At a median follow-up of 76.0 months, the risk of disease progression or death was 53% higher among patients who received RVD alone versus the transplantation group (hazard ratio [HR], 1.53; P < .001). The median duration of PFS among patients with a high-risk cytogenetic profile was 55.5 vs 17.1 months, favoring the transplantation group.
The percentage of patients who were alive without progression at 5 years was 58.4% vs 41.6%, respectively (HR, 1.66) and median duration of response was 56.4 vs 38.9 months, also favoring transplantation (HR, 1.45).
The estimated 5-year overall survival was similar between groups: 80.7% for transplantation and 79.2% for RVD alone (HR for death, 1.10; P > .99). For patients with a high-risk cytogenetic profile, 5-year survival was 63.4% versus 54.3%, respectively…
Patients who did not undergo immediate transplant received treatment when their disease progressed with newer and active therapies, such as monoclonal antibodies and/or next-generation novel agents, he noted.
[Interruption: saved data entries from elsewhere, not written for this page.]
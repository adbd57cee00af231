//! Discovery of local container bridge networks

use crate::error::{Result, SandboxError};
use crate::firewall::cidr::Ipv4Cidr;
use crate::firewall::CommandRunner;
use std::net::Ipv4Addr;
use tracing::{debug, info};

/// Read the IPv4 routing table and return the bridge networks to keep open
pub fn discover_bridge_networks(runner: &dyn CommandRunner) -> Result<Vec<Ipv4Cidr>> {
    let args = ["-4", "route", "show"].map(String::from);
    let output = runner.run("ip", &args)?;
    if !output.success() {
        return Err(SandboxError::Firewall(format!(
            "ip route failed: {}",
            output.stderr.trim()
        )));
    }

    let networks = bridge_networks_from_routes(&output.stdout)?;
    info!(
        "Bridge networks: {}",
        networks
            .iter()
            .map(ToString::to_string)
            .collect::<Vec<_>>()
            .join(", ")
    );
    Ok(networks)
}

/// Pick bridge networks out of `ip -4 route show` output.
///
/// Routes inside 172.17.0.0–172.31.255.255, 192.168.0.0/16 and 10.0.0.0/8
/// are kept. With none present, the /24 around the default gateway is used.
pub fn bridge_networks_from_routes(routes: &str) -> Result<Vec<Ipv4Cidr>> {
    let mut networks: Vec<Ipv4Cidr> = Vec::new();
    let mut gateway: Option<Ipv4Addr> = None;

    for line in routes.lines() {
        let fields: Vec<&str> = line.split_whitespace().collect();
        let Some(dest) = fields.first() else {
            continue;
        };

        if *dest == "default" {
            if gateway.is_none() {
                gateway = fields
                    .windows(2)
                    .find(|w| w[0] == "via")
                    .and_then(|w| w[1].parse().ok());
            }
            continue;
        }

        match dest.parse::<Ipv4Cidr>() {
            Ok(cidr) if is_bridge_range(&cidr) && !networks.contains(&cidr) => networks.push(cidr),
            Ok(_) => {}
            Err(e) => debug!("Skipping route {:?}: {}", line, e),
        }
    }

    if networks.is_empty() {
        let gateway = gateway.ok_or_else(|| {
            SandboxError::Firewall("no bridge network or default route found".to_string())
        })?;
        debug!("No bridge routes, falling back to default gateway {}", gateway);
        networks.push(Ipv4Cidr::new(gateway, 24));
    }

    Ok(networks)
}

fn is_bridge_range(cidr: &Ipv4Cidr) -> bool {
    let [a, b, ..] = cidr.network().octets();
    let docker = a == 172 && (17..=31).contains(&b) && cidr.prefix() >= 16;
    let lan = Ipv4Cidr::new(Ipv4Addr::new(192, 168, 0, 0), 16);
    let private = Ipv4Cidr::new(Ipv4Addr::new(10, 0, 0, 0), 8);
    docker || cidr.is_within(&lan) || cidr.is_within(&private)
}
Only 28% of patients used the reserve option of a transplant.
“It demonstrates the extent to which patients now have options and that we have new data to guide them in balancing the pluses and minuses of each approach,” he added.
When looking at safety, the authors noted that the most common treatment-related adverse events of grade 3 or higher occurred in 279 patients (78.2%) in the RVD-alone group and 344 patients (94.2%) in the transplantation group.
Of those patients, 60.5% and 89.9%, respectively, reported hematologic events of grade 3 or higher (P < .001).
The 5-year cumulative incidence of invasive second primary cancers was similar in both cohorts (RVD-alone group, 4.9%; transplantation group, 6.5%).”